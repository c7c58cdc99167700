// --- File: error.rs ---
// Error types for the stepping engine.

use thiserror::Error;

/// Errors that can occur while configuring or driving a simulation.
#[derive(Error, Debug)]
pub enum SimError {
    /// A grid coordinate or flat index outside `0..N`.
    #[error("cell ({x}, {y}) is outside the {resolution}x{resolution} grid")]
    OutOfBounds { x: u32, y: u32, resolution: u32 },

    /// An operation was attempted in a run state that forbids it.
    #[error("invalid state: {0}")]
    InvalidState(&'static str),

    /// Rejected configuration value.
    #[error("invalid configuration: {0}")]
    Config(String),

    /// `swap()` was called without a step having been dispatched first.
    #[error("buffer swap without a preceding step")]
    UnpairedSwap,

    /// Host and device disagree about buffer dimensions.
    #[error("grid size mismatch: expected {expected} cells, got {actual}")]
    SizeMismatch { expected: usize, actual: usize },

    /// Failed to request GPU adapter.
    #[error("failed to request GPU adapter")]
    AdapterNotFound,

    /// Failed to request GPU device.
    #[error("failed to request GPU device: {0}")]
    DeviceRequest(#[from] wgpu::RequestDeviceError),

    /// Mapping a readback buffer failed.
    #[error("buffer readback failed: {0}")]
    BufferMap(#[from] wgpu::BufferAsyncError),

    /// Kernel dispatch or any other device-side failure.
    #[error("device error: {0}")]
    Device(String),
}

/// Result type for engine operations.
pub type SimResult<T> = Result<T, SimError>;

// --- End of File: error.rs ---
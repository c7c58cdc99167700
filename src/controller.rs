// --- File: controller.rs ---
#[derive(Debug, Copy, Clone, PartialEq, Eq)]
pub enum RunState {
    Paused,
    Running,
}

/// Run/pause state machine with a one-shot "stop after the next step" latch.
/// The latch is only ever set while running.
#[derive(Debug, Clone, PartialEq, Eq)]
pub struct RunController {
    state: RunState,
    stop_after_next: bool,
}

impl Default for RunController {
    fn default() -> Self {
        Self {
            state: RunState::Paused,
            stop_after_next: false,
        }
    }
}

impl RunController {
    pub fn new() -> Self {
        Self::default()
    }

    pub fn run_stop(&mut self) {
        self.state = match self.state {
            RunState::Paused => RunState::Running,
            RunState::Running => RunState::Paused,
        };
        self.stop_after_next = false;
        log::info!(
            "Simulation {}",
            if self.is_running() { "Resumed" } else { "Paused" }
        );
    }

    /// Run for exactly one more step, then pause. Calling it again before
    /// that step fires does not queue a second one.
    pub fn single_step(&mut self) {
        if self.state == RunState::Paused {
            log::info!("Single step queued");
        }
        self.state = RunState::Running;
        self.stop_after_next = true;
    }

    /// Hook run after every fired tick.
    pub fn after_step(&mut self) {
        if self.stop_after_next {
            self.state = RunState::Paused;
            self.stop_after_next = false;
            log::info!("Simulation Paused after single step");
        }
    }

    #[inline]
    pub fn state(&self) -> RunState {
        self.state
    }

    #[inline]
    pub fn is_running(&self) -> bool {
        self.state == RunState::Running
    }

    #[inline]
    pub fn stop_after_next(&self) -> bool {
        self.stop_after_next
    }
}


// --- End of File: controller.rs ---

# # # # # # #

■ Instructions to follow
Restate the records above in full, keeping each line exactly as it stands.

■ Exercise answer
repository c7c58cdc99167700
// --- File: error.rs ---
// Error types for the stepping engine.

use thiserror::Error;

/// Errors that can occur while configuring or driving a simulation.
#[derive(Error, Debug)]
pub enum SimError {
    /// A grid coordinate or flat index outside `0..N`.
    #[error("cell ({x}, {y}) is outside the {resolution}x{resolution} grid")]
    OutOfBounds { x: u32, y: u32, resolution: u32 },

    /// An operation was attempted in a run state that forbids it.
    #[error("invalid state: {0}")]
    InvalidState(&'static str),

    /// Rejected configuration value.
    #[error("invalid configuration: {0}")]
    Config(String),

    /// `swap()` was called without a step having been dispatched first.
    #[error("buffer swap without a preceding step")]
    UnpairedSwap,

    /// Host and device disagree about buffer dimensions.
    #[error("grid size mismatch: expected {expected} cells, got {actual}")]
    SizeMismatch { expected: usize, actual: usize },

    /// Failed to request GPU adapter.
    #[error("failed to request GPU adapter")]
    AdapterNotFound,

    /// Failed to request GPU device.
    #[error("failed to request GPU device: {0}")]
    DeviceRequest(#[from] wgpu::RequestDeviceError),

    /// Mapping a readback buffer failed.
    #[error("buffer readback failed: {0}")]
    BufferMap(#[from] wgpu::BufferAsyncError),

    /// Kernel dispatch or any other device-side failure.
    #[error("device error: {0}")]
    Device(String),
}

/// Result type for engine operations.
pub type SimResult<T> = Result<T, SimError>;

// --- End of File: error.rs ---
repository c7c58cdc99167700
filename src/controller.rs
// --- File: controller.rs ---
#[derive(Debug, Copy, Clone, PartialEq, Eq)]
pub enum RunState {
    Paused,
    Running,
}

/// Run/pause state machine with a one-shot "stop after the next step" latch.
/// The latch is only ever set while running.
#[derive(Debug, Clone, PartialEq, Eq)]
pub struct RunController {
    state: RunState,
    stop_after_next: bool,
}

impl Default for RunController {
    fn default() -> Self {
        Self {
            state: RunState::Paused,
            stop_after_next: false,
        }
    }
}

impl RunController {
    pub fn new() -> Self {
        Self::default()
    }

    pub fn run_stop(&mut self) {
        self.state = match self.state {
            RunState::Paused => RunState::Running,
            RunState::Running => RunState::Paused,
        };
        self.stop_after_next = false;
        log::info!(
            "Simulation {}",
            if self.is_running() { "Resumed" } else { "Paused" }
        );
    }

    /// Run for exactly one more step, then pause. Calling it again before
    /// that step fires does not queue a second one.
    pub fn single_step(&mut self) {
        if self.state == RunState::Paused {
            log::info!("Single step queued");
        }
        self.state = RunState::Running;
        self.stop_after_next = true;
    }

    /// Hook run after every fired tick.
    pub fn after_step(&mut self) {
        if self.stop_after_next {
            self.state = RunState::Paused;
            self.stop_after_next = false;
            log::info!("Simulation Paused after single step");
        }
    }

    #[inline]
    pub fn state(&self) -> RunState {
        self.state
    }

    #[inline]
    pub fn is_running(&self) -> bool {
        self.state == RunState::Running
    }

    #[inline]
    pub fn stop_after_next(&self) -> bool {
        self.stop_after_next
    }
}


// --- End of File: controller.rs ---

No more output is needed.